Javascript is disabled in your browser. Please enable Javascript to view PeerJ.

Review History
Feature selection for emotion recognition in speech: a comparative study of filter and wrapper methods

All reviews of published articles are made public. This includes manuscript files, peer review comments, author rebuttals and revised materials. Note: This was optional for articles submitted before 13 February 2023.

Peer reviewers are encouraged (but not required) to provide their names to the authors when submitting their peer review. If they agree to provide their name, then their personal profile page will reflect a public acknowledgment that they performed a review (even if the article is rejected). If the article is accepted, then reviewers who provided their name will be associated with the article itself.
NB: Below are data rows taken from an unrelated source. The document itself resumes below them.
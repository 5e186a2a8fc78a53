//! Blob storage backends
//!
//! A dataset is one flat directory of blobs. The tree only ever talks to it
//! through [`BlobStorage`]:
//!
//! - **[`FsStorage`]**: a directory on the local filesystem
//! - **[`MemoryStorage`]**: a shared in-memory map, for tests and scratch vaults

mod fs;
mod memory;

use std::fmt::Debug;

use async_trait::async_trait;

pub use fs::FsStorage;
pub use memory::MemoryStorage;

/// Errors that can occur when working with a blob directory
#[derive(Debug, thiserror::Error)]
pub enum StorageError {
    /// A blob that must be new already exists
    #[error("blob already exists: {0}")]
    AlreadyExists(String),

    #[error("blob not found: {0}")]
    NotFound(String),

    #[error("IO error: {0}")]
    Io(#[from] std::io::Error),

    /// Backend specific failure
    #[error("storage error: {0}")]
    Internal(String),
}

/// Storage service contract for one dataset directory.
///
/// Blob bodies are text: every body the tree writes is base64url, plus the
/// optional delimiter and extra name.
#[async_trait]
pub trait BlobStorage: Debug + Send + Sync {
    /// Create the dataset directory if it does not exist
    async fn ensure_dir(&self) -> Result<(), StorageError>;

    /// List every filename in the dataset directory
    async fn list(&self) -> Result<Vec<String>, StorageError>;

    async fn read(&self, name: &str) -> Result<String, StorageError>;

    /// Write a blob that must not exist yet
    ///
    /// Should fail with `StorageError::AlreadyExists` if `name` is present,
    ///  leaving the existing blob untouched.
    async fn write_new(&self, name: &str, body: &str) -> Result<(), StorageError>;

    /// Write a blob, replacing any previous body
    async fn write(&self, name: &str, body: &str) -> Result<(), StorageError>;

    async fn delete(&self, name: &str) -> Result<(), StorageError>;

    async fn exists(&self, name: &str) -> Result<bool, StorageError>;
}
View examples of open peer review.

Summary

The initial submission of this article was received on February 13th, 2025 and was peer-reviewed by 2 reviewers and the Academic Editor.
The Academic Editor made their initial decision on April 24th, 2025.
The first revision was submitted on June 30th, 2025 and was reviewed by 2 reviewers and the Academic Editor.
A further revision was submitted on July 29th, 2025 and was reviewed by 1 reviewer and the Academic Editor.
The article was Accepted by the Academic Editor on August 11th, 2025.

Version 0.3 (accepted)

Aurora Saibene · Aug 11, 2025 · Academic Editor

Accept

I thank the Authors for providing a clear point-by-point response to the Reviewers.

Please, notice that Reviewer 2 has not been involved in this round of revision, considering the Reviewer’s satisfaction with the previous manuscript version.

Reviewer 1 has positively accessed your final manuscript, and I have read through it to ensure that all the required modifications were applied.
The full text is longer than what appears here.